The Israeli Supreme Court approved a coalition agreement between Prime Minister Benjamin Netanyahu and his rival Benny Gantz on Wednesday that paves the way for the inauguration of a unity government next week.
The alliance formed between the right-wing incumbent and his centrist challenger last month followed three inconclusive elections in less than a year.
Under the three-year contract, Netanyahu will serve as Prime Minister for 18 months, with Gantz as his deputy, a new position in Israeli governance.
They will switch roles in the middle of the deal, splitting cabinet positions between Netanyahu's Likud Party and Gantz & # 39; Blue and White Alliance and their respective allies.
Israel has had no stable government since December 2018 and the agreement offers rare political stability as the country tries to repair the economic damage caused by the novel corona virus that has infected more than 16,000 people in the country.
Opponents of the pact attempted to torpedo him in court, arguing that Netanyahu should be excluded from forming a government during the criminal charges and that certain terms of the agreement violated the law.
However, the Supreme Court ruled that "there is no legal reason to prevent the formation of a government," led by Netanyahu.
When the decision was made, Likud and Blue and White said in a joint statement that the new government would be sworn in on May 13.
Netanyahu has been accused of accepting inappropriate gifts and illegally exchanging favors for positive media coverage.
He denies wrongdoing and his trial is scheduled to begin on May 24.
While Israeli law prohibits ministers from serving on charges, there is no such law for prime ministers.
Opponents of the agreement had argued at a court hearing earlier this week that Netanyahu is not currently a normal prime minister, but the interim administration caretaker who is a candidate for government formation.

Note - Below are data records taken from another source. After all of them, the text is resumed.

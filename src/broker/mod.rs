//! MQTT Broker Core
//!
//! [`Broker`] is the explicitly constructed aggregate that owns the session
//! registry, the topic matcher and the collaborators (session store,
//! authenticator). It is cheap to clone; every connection task holds a
//! handle. Routing lives here too: [`Broker::route`] is the dispatcher that
//! turns one PUBLISH into pushes onto subscriber queues.

mod connection;
mod writer;

pub use connection::{CloseReason, Connection, ConnectionError};

use std::net::SocketAddr;
use std::sync::atomic::{AtomicU64, AtomicUsize, Ordering};
use std::sync::Arc;
use std::time::Duration;

use bytes::Bytes;
use tokio::net::{TcpListener, TcpStream};
use tokio::sync::broadcast;
use tracing::{debug, error, info, warn};

use crate::auth::{AllowAll, Authenticator};
use crate::protocol::{Packet, ProtocolVersion, Publish, QoS};
use crate::session::{
    OutboundQueue, Outbound, OverflowPolicy, PushOutcome, SessionRegistry, SharedSession,
};
use crate::store::{MemoryStore, SessionStore};
use crate::topic::{validate_topic_name_with_max_levels, TopicError, TopicMatcher};

/// Broker configuration
#[derive(Debug, Clone)]
pub struct BrokerConfig {
    /// TCP bind address
    pub bind_addr: SocketAddr,
    /// Connections beyond this are closed at accept
    pub max_connections: usize,
    /// Largest accepted packet, measured as the remaining length (the
    /// variable header plus payload, fixed header excluded)
    pub max_packet_size: usize,
    /// Per-session outbound queue bound
    pub outbound_queue_capacity: usize,
    pub overflow_policy: OverflowPolicy,
    /// How long a routed publish may wait under `OverflowPolicy::Block`
    pub block_timeout: Duration,
    /// Messages kept for a disconnected persistent session
    pub max_queued_messages: usize,
    /// Resend unacknowledged QoS 1/2 messages after this long (zero disables)
    pub retry_interval: Duration,
    /// Keep alive multiplier applied before a silent client is dropped
    pub keep_alive_grace: f64,
    /// Time allowed between accept and CONNECT
    pub connect_timeout: Duration,
    /// Maximum granted subscription QoS
    pub max_qos: QoS,
    /// Store retained messages
    pub retain_available: bool,
    /// Assign an id to clean-session clients that send an empty one
    pub allow_empty_client_id: bool,
    /// Accept clients without a username
    pub allow_anonymous: bool,
    /// Replace the client id with the username when one is given
    pub username_as_client_id: bool,
    /// Deepest topic name or filter accepted (0 = built-in ceiling)
    pub max_topic_levels: usize,
}

impl Default for BrokerConfig {
    fn default() -> Self {
        Self {
            bind_addr: SocketAddr::from(([0, 0, 0, 0], 1883)),
            max_connections: 100_000,
            max_packet_size: crate::codec::DEFAULT_MAX_PACKET_SIZE,
            outbound_queue_capacity: 1024,
            overflow_policy: OverflowPolicy::Block,
            block_timeout: Duration::from_millis(500),
            max_queued_messages: 1000,
            retry_interval: Duration::from_secs(30),
            keep_alive_grace: 1.5,
            connect_timeout: Duration::from_secs(10),
            max_qos: QoS::ExactlyOnce,
            retain_available: true,
            allow_empty_client_id: true,
            allow_anonymous: true,
            username_as_client_id: false,
            max_topic_levels: 128,
        }
    }
}

/// Broker events
///
/// Fire-and-forget notifications for observers such as a cluster layer.
#[derive(Debug, Clone, PartialEq, Eq)]
pub enum BrokerEvent {
    /// CONNECT accepted
    ClientConnected {
        client_id: Arc<str>,
        protocol_version: ProtocolVersion,
        session_present: bool,
    },
    /// Connection closed; `graceful` when the client sent DISCONNECT
    ClientDisconnected { client_id: Arc<str>, graceful: bool },
    /// A persistent session was picked up by a new connection
    SessionResumed { client_id: Arc<str> },
    /// A live connection was replaced by a newer one with the same id
    SessionTakenOver { client_id: Arc<str> },
}

/// The MQTT Broker
#[derive(Clone)]
pub struct Broker {
    config: Arc<BrokerConfig>,
    registry: Arc<SessionRegistry>,
    matcher: Arc<TopicMatcher>,
    store: Arc<dyn SessionStore>,
    auth: Arc<dyn Authenticator>,
    events: broadcast::Sender<BrokerEvent>,
    shutdown: broadcast::Sender<()>,
    active_connections: Arc<AtomicUsize>,
    next_conn_id: Arc<AtomicU64>,
}

impl Broker {
    /// Create a broker that allows every client and keeps sessions in memory
    pub fn new(config: BrokerConfig) -> Self {
        Self::with_parts(config, Arc::new(AllowAll), Arc::new(MemoryStore::new()))
    }

    pub fn with_parts(
        config: BrokerConfig,
        auth: Arc<dyn Authenticator>,
        store: Arc<dyn SessionStore>,
    ) -> Self {
        let (shutdown, _) = broadcast::channel(1);
        let (events, _) = broadcast::channel(1024);
        let matcher = TopicMatcher::with_max_levels(config.max_topic_levels);

        Self {
            config: Arc::new(config),
            registry: Arc::new(SessionRegistry::new()),
            matcher: Arc::new(matcher),
            store,
            auth,
            events,
            shutdown,
            active_connections: Arc::new(AtomicUsize::new(0)),
            next_conn_id: Arc::new(AtomicU64::new(1)),
        }
    }

    pub fn with_auth(mut self, auth: Arc<dyn Authenticator>) -> Self {
        self.auth = auth;
        self
    }

    pub fn with_store(mut self, store: Arc<dyn SessionStore>) -> Self {
        self.store = store;
        self
    }

    pub fn config(&self) -> &BrokerConfig {
        &self.config
    }

    pub fn registry(&self) -> &SessionRegistry {
        &self.registry
    }

    pub fn matcher(&self) -> &TopicMatcher {
        &self.matcher
    }

    pub(crate) fn store(&self) -> &dyn SessionStore {
        self.store.as_ref()
    }

    pub(crate) fn auth(&self) -> &dyn Authenticator {
        self.auth.as_ref()
    }

    /// Bind the configured address and serve until shutdown
    pub async fn run(&self) -> Result<(), std::io::Error> {
        let listener = TcpListener::bind(self.config.bind_addr).await?;
        self.serve(listener).await
    }

    /// Accept loop over an already bound listener
    pub async fn serve(&self, listener: TcpListener) -> Result<(), std::io::Error> {
        info!("MQTT/TCP listening on {}", listener.local_addr()?);
        let mut shutdown_rx = self.shutdown.subscribe();

        loop {
            tokio::select! {
                biased;

                _ = shutdown_rx.recv() => {
                    info!("Listener shutting down");
                    return Ok(());
                }
                result = listener.accept() => match result {
                    Ok((stream, addr)) => self.handle_connection(stream, addr),
                    Err(e) => error!("Failed to accept TCP connection: {}", e),
                },
            }
        }
    }

    fn handle_connection(&self, stream: TcpStream, addr: SocketAddr) {
        let active = self.active_connections.fetch_add(1, Ordering::AcqRel);
        if active >= self.config.max_connections {
            self.active_connections.fetch_sub(1, Ordering::AcqRel);
            warn!(
                "Connection limit ({}) reached, rejecting {}",
                self.config.max_connections, addr
            );
            return;
        }
        debug!("New TCP connection from {}", addr);
        if let Err(e) = stream.set_nodelay(true) {
            debug!("Failed to set TCP_NODELAY for {}: {}", addr, e);
        }

        let conn = Connection::new(stream, addr, self.clone());
        let active = self.active_connections.clone();
        tokio::spawn(async move {
            if let Err(e) = conn.run().await {
                debug!("Connection error from {}: {}", addr, e);
            }
            active.fetch_sub(1, Ordering::AcqRel);
        });
    }

    pub(crate) fn next_conn_id(&self) -> u64 {
        self.next_conn_id.fetch_add(1, Ordering::Relaxed)
    }

    pub(crate) fn new_queue(&self) -> Arc<OutboundQueue> {
        Arc::new(OutboundQueue::new(
            self.config.outbound_queue_capacity,
            self.config.overflow_policy,
            self.config.block_timeout,
        ))
    }

    pub(crate) fn shutdown_signal(&self) -> broadcast::Receiver<()> {
        self.shutdown.subscribe()
    }

    pub(crate) fn emit(&self, event: BrokerEvent) {
        // No receivers is fine
        let _ = self.events.send(event);
    }

    /// Stop the accept loop and close every connection
    pub fn shutdown(&self) {
        let _ = self.shutdown.send(());
    }

    /// Subscribe to broker events
    pub fn subscribe_events(&self) -> broadcast::Receiver<BrokerEvent> {
        self.events.subscribe()
    }

    pub fn session_count(&self) -> usize {
        self.registry.len()
    }

    pub fn connection_count(&self) -> usize {
        self.active_connections.load(Ordering::Acquire)
    }

    pub fn retained_count(&self) -> usize {
        self.matcher.retained_count()
    }

    /// Publish a message from the server itself
    pub async fn publish(
        &self,
        topic: &str,
        payload: impl Into<Bytes>,
        qos: QoS,
        retain: bool,
    ) -> Result<usize, TopicError> {
        validate_topic_name_with_max_levels(topic, self.config.max_topic_levels)?;
        Ok(self.route(&Publish::new(topic, payload, qos, retain)).await)
    }

    /// Route a publish to every matching session.
    ///
    /// Stores or clears the retained message first, then delivers one copy
    /// per subscriber at `min(subscription QoS, publish QoS)`. Returns the
    /// number of sessions that accepted the message.
    pub async fn route(&self, publish: &Publish) -> usize {
        let mut publish = publish.clone();
        if !self.config.retain_available {
            publish.retain = false;
        }

        let targets = self.matcher.publish(&publish);
        if targets.is_empty() {
            return 0;
        }

        // Copies for established subscriptions never carry the retain flag
        publish.retain = false;

        let mut delivered = 0;
        for target in targets {
            let Some(session) = self.registry.find(&target.client_id) else {
                continue;
            };
            if self.deliver(&session, &publish, target.qos).await {
                delivered += 1;
            }
        }
        delivered
    }

    /// Hand one message to one session at `qos`
    pub(crate) async fn deliver(&self, session: &SharedSession, publish: &Publish, qos: QoS) -> bool {
        let outbound = session.lock().prepare_outbound(publish, qos);

        match outbound {
            Outbound::Send(queue, publish) => match queue.push(Packet::Publish(publish)).await {
                PushOutcome::Queued => true,
                PushOutcome::DroppedOldest(evicted) => {
                    warn!("Outbound queue full, dropped oldest message");
                    forget_inflight(session, &evicted);
                    true
                }
                PushOutcome::Dropped(packet) => {
                    warn!("Outbound queue full, dropped message");
                    forget_inflight(session, &packet);
                    false
                }
                // The in-flight record stays and is resent on resume
                PushOutcome::Closed(_) => false,
            },
            Outbound::Queued => true,
            Outbound::Discarded => false,
        }
    }
}

impl Default for Broker {
    fn default() -> Self {
        Self::new(BrokerConfig::default())
    }
}

fn forget_inflight(session: &SharedSession, packet: &Packet) {
    if let Packet::Publish(Publish {
        packet_id: Some(id),
        ..
    }) = packet
    {
        session.lock().inflight_outgoing.remove(id);
    }
}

They claimed that he should be prevented from doing so because of the charges brought against him.
The judges said that while they were not trying to "lighten the severity of the charges against Netanyahu," they believed they could be addressed in his upcoming trial.
No room to intervene
Opponents of the deal also posed legal challenges against certain provisions of the Gantz-Netanyahu agreement.
This included the creation of a government with a three-year mandate instead of the traditional four, and a clause that defined the government's first six months as an "emergency" phase, which was exclusively devoted to fighting the pandemic.
Likud and Blue and White informed the court on Tuesday that they would adjust certain provisions.
The judges said that while the coalition agreement "poses significant legal difficulties, we decided that there was no room to intervene."
Israeli Attorney General Avichai Mandelblit had informed the court that problematic clauses in the pact could be reviewed "in the implementation phase".
Vote in parliament
Regardless, lawmakers in Israel's 120 seats had already begun voting on Wednesday on various bills to adopt the coalition agreement.
However, individual votes were planned for each of the approximately 1,000 amendments proposed by the opposition, so that a final result is not expected until Thursday.
The coalition appears to have the 61 votes needed for approval, including Likud's 36 Knesset seats, the 15 Gantz-controlled, and ultra-Orthodox legislators who support Netanyahu.
Assuming that the agreement comes about, Parliament would ask President Reuvin Rivlin to give Netanyahu a formal mandate to form a government.
With a presidential mandate, Netanyahu could then complete his coalition, including ongoing bargaining for cabinet jobs.
Gantz's former ally, Yair Lapid, who was about to become Parliament's opposition leader, blew up what he called excessive focus on ministerial positions.
"A single mother with two children who lives in a rented apartment and has lost her job will be on the street next month," Lapid said of the pandemic.
"We should deal with this, not with which politician gets which job."
(Except for the headline, this story was not edited by NDTV staff and published from a syndicated feed.)